_EXERCISE PROMPT:_ Scan the listing below for the word "unwrap" and copy every line that has it.
^^^^
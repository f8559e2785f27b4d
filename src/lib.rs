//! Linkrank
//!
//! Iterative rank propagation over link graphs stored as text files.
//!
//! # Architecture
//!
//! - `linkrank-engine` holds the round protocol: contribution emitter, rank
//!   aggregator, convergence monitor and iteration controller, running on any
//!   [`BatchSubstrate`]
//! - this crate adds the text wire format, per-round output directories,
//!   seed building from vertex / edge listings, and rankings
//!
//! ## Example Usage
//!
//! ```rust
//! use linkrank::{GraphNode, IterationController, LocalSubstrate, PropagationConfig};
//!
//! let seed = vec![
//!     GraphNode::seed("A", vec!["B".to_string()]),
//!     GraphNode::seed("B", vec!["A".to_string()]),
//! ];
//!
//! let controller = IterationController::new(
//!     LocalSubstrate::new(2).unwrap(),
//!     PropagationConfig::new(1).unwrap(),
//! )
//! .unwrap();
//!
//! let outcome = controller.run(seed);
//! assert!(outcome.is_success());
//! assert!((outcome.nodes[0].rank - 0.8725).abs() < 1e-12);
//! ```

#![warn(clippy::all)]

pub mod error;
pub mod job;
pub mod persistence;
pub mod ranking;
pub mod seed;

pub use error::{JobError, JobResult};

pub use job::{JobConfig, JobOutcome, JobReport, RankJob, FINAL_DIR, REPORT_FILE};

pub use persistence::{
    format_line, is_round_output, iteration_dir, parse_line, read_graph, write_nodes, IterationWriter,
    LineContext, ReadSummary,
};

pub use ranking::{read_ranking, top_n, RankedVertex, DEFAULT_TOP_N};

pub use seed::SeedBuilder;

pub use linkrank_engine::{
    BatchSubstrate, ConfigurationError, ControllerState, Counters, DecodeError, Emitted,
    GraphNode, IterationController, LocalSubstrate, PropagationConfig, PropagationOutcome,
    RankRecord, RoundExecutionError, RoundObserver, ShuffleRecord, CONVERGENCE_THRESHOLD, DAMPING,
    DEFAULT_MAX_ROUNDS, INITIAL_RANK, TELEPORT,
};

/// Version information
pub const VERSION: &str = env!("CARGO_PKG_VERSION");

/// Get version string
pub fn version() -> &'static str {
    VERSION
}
^^^^
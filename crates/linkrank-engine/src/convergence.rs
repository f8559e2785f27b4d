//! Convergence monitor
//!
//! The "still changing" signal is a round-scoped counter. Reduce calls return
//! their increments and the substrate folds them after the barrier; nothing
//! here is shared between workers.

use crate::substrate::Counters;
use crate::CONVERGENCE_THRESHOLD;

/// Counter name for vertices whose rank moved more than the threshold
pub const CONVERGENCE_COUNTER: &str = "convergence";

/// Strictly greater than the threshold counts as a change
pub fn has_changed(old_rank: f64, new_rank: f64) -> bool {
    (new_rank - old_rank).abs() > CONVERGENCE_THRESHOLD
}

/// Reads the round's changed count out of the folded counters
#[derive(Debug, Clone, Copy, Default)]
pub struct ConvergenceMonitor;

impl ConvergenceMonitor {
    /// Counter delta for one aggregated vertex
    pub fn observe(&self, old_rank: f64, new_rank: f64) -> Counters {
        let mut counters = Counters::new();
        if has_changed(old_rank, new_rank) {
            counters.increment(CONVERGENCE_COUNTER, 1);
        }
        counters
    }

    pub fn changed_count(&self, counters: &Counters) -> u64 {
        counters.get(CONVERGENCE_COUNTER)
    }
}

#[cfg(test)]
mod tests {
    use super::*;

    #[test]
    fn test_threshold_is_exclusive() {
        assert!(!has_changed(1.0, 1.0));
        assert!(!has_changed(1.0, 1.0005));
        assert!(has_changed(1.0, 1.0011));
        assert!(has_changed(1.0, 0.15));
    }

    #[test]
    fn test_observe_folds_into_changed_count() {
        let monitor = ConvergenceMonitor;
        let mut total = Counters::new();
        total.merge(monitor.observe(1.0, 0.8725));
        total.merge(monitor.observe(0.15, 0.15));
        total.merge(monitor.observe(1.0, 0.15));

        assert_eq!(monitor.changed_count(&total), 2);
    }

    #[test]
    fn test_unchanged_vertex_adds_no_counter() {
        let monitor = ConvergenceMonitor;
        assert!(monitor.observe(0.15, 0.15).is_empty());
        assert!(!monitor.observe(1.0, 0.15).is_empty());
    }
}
^^^^
_TASK SOLUTION:_
//!     LocalSubstrate::new(2).unwrap(),
//!     PropagationConfig::new(1).unwrap(),
//! .unwrap();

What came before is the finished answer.